## [Your task]
Each line of the material that mentions the word "inside" is to be copied.

## [Records provided]
^^^^^^^^^^^^^^^^

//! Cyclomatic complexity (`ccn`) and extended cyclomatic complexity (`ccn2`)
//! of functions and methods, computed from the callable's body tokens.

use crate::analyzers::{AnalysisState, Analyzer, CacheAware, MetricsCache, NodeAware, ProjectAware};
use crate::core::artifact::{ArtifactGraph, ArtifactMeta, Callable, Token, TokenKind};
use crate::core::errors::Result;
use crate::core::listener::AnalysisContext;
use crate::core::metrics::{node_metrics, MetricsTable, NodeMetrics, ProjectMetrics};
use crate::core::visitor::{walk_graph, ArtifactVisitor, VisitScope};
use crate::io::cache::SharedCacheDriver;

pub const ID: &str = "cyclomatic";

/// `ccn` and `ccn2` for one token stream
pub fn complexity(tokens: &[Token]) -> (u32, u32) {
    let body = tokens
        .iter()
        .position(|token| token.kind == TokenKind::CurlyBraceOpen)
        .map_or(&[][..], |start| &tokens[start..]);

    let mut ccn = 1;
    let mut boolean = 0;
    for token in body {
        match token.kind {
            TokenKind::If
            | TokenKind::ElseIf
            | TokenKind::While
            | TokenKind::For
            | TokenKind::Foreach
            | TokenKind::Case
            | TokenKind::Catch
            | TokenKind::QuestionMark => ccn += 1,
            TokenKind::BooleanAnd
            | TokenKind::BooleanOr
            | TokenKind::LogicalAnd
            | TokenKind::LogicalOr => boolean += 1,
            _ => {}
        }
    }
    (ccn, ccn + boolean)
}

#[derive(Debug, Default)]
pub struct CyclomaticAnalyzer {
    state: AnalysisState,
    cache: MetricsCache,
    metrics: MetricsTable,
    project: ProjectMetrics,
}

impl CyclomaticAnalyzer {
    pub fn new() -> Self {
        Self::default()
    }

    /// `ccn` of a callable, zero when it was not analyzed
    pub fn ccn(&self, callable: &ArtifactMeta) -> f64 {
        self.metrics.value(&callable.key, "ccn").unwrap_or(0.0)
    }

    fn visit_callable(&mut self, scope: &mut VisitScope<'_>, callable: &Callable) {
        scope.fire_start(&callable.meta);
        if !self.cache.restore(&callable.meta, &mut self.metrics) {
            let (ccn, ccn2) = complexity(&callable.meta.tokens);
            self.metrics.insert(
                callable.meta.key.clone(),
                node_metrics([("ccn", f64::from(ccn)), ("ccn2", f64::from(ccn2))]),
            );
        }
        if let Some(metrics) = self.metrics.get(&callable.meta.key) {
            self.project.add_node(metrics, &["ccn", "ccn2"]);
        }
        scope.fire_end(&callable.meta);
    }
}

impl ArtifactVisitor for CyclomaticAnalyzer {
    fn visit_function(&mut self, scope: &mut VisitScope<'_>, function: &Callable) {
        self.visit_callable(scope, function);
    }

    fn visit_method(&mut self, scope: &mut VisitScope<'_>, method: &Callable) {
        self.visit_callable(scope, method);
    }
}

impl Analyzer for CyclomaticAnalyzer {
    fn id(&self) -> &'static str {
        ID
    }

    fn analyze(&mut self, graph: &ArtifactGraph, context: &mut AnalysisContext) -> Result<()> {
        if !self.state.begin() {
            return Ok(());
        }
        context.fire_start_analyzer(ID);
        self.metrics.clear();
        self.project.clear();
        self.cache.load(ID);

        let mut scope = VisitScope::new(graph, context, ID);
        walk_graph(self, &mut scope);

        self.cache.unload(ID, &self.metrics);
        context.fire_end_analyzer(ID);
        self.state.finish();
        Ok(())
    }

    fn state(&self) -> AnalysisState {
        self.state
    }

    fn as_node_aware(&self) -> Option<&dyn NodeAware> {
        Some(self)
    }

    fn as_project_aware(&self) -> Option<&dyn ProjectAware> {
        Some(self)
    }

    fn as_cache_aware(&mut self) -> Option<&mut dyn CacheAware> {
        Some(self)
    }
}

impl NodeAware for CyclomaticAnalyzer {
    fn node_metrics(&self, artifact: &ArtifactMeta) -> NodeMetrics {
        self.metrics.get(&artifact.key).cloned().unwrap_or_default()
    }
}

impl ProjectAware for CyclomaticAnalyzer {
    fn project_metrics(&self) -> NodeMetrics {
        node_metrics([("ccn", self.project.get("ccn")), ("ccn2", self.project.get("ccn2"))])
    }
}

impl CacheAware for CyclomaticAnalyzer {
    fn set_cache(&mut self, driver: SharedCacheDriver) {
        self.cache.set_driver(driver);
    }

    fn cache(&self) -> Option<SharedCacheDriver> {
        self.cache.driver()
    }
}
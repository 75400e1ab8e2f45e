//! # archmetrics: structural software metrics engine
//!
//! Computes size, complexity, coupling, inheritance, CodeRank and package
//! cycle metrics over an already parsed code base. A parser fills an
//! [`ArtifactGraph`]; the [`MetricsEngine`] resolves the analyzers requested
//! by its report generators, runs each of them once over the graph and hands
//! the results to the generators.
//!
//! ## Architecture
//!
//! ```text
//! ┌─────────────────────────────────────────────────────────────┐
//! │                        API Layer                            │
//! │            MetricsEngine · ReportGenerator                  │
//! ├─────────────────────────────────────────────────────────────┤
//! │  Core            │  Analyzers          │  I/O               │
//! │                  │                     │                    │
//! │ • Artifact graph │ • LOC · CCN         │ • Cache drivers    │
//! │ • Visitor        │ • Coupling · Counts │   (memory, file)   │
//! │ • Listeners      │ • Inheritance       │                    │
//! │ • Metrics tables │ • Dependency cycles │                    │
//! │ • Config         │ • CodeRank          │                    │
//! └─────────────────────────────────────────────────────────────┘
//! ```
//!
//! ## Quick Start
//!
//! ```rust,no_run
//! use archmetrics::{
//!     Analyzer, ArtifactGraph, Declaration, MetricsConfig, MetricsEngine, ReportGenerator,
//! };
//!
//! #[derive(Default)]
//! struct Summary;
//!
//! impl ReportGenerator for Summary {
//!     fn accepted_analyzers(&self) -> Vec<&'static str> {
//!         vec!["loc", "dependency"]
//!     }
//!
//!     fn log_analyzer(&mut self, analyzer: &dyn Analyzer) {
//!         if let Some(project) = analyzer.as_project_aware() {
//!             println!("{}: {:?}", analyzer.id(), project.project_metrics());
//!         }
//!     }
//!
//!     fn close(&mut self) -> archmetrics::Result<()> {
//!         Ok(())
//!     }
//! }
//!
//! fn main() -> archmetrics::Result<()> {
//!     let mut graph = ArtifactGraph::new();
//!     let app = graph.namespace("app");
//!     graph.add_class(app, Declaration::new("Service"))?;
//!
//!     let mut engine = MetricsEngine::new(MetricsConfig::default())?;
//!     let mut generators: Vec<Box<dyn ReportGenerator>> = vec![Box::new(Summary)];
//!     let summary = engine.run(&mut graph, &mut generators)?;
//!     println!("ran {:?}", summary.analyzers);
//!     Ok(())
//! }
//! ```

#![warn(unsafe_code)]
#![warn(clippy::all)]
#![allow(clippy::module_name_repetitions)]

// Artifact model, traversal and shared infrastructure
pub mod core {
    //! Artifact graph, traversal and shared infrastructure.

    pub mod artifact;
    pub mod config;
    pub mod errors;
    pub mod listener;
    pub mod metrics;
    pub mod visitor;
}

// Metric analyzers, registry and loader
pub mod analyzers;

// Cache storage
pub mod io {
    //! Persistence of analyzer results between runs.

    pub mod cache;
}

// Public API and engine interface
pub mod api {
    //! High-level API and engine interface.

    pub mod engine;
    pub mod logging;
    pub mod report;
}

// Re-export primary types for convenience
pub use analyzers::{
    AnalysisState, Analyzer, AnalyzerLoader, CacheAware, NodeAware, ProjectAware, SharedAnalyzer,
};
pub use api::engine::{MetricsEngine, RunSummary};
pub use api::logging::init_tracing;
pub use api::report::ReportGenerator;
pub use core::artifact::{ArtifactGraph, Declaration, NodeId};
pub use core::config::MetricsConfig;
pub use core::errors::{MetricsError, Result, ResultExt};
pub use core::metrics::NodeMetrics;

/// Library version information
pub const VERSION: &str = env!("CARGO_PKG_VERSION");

^^^^^^^^^^^^^^^^

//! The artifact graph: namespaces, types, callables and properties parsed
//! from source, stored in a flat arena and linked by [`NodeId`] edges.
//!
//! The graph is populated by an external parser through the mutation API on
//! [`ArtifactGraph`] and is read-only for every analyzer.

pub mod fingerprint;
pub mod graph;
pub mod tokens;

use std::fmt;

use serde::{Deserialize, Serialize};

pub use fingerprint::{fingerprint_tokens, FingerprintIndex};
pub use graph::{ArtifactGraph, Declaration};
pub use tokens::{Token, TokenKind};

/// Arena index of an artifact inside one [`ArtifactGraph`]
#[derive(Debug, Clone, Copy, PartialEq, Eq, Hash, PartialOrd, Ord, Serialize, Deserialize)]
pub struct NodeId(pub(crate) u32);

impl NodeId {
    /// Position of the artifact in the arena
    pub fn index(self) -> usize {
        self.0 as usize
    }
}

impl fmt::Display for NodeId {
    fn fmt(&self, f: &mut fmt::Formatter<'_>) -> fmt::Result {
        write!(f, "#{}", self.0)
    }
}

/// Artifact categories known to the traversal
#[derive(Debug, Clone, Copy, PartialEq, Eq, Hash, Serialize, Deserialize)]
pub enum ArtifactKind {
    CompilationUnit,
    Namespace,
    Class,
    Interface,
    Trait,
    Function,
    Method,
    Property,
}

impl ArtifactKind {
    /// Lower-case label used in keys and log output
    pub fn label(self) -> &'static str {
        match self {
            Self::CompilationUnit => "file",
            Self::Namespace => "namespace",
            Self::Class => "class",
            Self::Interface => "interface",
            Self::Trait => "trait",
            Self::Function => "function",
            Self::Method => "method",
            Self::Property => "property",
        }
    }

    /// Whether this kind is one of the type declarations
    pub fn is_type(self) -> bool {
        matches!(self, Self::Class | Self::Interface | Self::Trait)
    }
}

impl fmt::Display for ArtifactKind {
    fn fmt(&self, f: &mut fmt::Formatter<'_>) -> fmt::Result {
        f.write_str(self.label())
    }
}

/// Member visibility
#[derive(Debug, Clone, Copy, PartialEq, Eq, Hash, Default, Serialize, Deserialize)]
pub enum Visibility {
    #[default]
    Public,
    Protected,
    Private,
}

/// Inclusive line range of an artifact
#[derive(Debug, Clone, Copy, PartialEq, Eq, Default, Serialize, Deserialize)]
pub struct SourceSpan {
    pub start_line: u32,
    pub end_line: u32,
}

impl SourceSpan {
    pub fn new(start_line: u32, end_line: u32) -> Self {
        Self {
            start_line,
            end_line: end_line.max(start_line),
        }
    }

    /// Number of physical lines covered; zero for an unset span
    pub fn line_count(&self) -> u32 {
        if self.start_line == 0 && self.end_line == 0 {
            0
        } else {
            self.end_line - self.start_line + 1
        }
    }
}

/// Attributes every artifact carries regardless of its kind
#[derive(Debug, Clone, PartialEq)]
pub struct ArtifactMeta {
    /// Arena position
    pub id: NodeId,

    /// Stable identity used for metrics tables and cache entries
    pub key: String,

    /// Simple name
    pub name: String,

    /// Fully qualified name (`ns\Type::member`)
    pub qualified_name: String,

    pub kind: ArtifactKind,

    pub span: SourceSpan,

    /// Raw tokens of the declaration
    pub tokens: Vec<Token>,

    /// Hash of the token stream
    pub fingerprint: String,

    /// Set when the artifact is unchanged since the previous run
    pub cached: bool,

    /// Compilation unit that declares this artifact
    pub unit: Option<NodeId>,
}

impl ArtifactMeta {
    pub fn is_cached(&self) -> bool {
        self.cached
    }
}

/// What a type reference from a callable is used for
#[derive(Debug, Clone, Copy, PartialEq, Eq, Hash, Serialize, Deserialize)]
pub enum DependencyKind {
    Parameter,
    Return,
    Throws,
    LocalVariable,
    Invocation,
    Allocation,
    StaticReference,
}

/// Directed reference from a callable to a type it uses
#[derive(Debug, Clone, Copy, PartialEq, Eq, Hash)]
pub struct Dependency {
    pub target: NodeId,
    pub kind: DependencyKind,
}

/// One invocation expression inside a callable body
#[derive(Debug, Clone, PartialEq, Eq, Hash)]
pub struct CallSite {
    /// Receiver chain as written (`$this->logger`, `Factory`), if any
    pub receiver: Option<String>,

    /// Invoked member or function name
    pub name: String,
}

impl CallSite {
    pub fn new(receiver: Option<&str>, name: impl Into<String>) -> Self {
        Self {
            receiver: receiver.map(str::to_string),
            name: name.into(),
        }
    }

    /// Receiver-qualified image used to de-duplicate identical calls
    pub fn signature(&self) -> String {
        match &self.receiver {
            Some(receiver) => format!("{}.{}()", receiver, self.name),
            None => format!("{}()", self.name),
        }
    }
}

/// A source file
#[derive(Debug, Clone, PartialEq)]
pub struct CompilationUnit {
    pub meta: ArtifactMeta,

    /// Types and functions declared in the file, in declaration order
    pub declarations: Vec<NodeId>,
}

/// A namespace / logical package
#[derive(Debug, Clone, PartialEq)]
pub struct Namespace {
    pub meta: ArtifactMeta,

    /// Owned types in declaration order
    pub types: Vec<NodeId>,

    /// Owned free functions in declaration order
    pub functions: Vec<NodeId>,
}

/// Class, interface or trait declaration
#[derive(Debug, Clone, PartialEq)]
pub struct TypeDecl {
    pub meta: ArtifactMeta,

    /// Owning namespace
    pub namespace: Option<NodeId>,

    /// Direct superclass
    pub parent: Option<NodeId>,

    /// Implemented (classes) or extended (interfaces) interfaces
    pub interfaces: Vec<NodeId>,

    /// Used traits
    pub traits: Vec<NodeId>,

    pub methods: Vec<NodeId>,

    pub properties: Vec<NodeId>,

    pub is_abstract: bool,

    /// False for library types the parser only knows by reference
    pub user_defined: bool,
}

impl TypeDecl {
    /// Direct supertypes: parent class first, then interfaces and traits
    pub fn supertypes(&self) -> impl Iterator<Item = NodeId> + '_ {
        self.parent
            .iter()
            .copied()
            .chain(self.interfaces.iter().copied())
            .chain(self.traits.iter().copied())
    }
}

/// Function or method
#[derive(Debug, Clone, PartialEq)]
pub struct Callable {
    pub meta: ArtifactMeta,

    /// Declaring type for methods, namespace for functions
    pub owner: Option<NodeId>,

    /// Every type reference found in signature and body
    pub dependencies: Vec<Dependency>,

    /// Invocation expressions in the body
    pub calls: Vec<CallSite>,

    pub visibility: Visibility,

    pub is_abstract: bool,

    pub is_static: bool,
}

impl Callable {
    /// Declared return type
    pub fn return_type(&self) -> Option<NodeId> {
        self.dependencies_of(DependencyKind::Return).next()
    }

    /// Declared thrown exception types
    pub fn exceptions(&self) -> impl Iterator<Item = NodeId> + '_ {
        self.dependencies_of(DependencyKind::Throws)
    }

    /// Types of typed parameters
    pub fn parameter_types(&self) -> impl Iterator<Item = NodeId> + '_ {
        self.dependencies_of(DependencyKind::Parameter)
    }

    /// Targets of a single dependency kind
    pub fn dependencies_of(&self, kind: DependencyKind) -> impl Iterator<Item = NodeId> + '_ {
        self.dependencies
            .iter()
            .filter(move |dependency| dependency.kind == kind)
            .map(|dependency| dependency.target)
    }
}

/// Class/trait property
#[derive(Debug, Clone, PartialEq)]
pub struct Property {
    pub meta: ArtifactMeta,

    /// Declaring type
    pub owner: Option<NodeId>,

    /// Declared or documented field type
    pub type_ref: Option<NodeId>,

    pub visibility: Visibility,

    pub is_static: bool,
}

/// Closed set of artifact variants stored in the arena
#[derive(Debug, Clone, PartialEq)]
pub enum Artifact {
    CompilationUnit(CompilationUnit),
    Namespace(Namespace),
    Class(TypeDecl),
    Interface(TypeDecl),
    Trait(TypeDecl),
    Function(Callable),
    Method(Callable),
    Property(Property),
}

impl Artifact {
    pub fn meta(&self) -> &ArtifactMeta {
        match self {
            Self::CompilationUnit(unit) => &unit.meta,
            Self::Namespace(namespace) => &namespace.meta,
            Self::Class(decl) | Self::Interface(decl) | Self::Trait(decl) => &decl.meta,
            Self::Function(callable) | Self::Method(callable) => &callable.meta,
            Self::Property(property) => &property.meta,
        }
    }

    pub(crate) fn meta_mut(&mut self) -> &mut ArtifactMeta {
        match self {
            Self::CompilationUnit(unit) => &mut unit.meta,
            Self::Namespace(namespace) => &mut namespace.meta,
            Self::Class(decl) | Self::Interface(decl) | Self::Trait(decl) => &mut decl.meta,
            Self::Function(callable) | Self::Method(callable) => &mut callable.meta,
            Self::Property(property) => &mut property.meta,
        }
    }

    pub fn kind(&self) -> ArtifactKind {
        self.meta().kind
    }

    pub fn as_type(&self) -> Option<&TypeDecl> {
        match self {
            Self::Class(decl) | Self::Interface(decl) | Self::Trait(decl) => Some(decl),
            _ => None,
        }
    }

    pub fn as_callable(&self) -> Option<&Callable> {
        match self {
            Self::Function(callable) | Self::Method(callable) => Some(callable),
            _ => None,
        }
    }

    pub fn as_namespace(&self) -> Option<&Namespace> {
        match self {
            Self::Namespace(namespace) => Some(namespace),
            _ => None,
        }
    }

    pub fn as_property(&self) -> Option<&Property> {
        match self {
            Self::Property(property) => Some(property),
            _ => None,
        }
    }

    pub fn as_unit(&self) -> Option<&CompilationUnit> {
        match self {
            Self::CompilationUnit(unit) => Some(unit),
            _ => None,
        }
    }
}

^^^^^^^^^^^^^^^^

## [Task solution]
/// Arena index of an artifact inside one [`ArtifactGraph`]
/// One invocation expression inside a callable body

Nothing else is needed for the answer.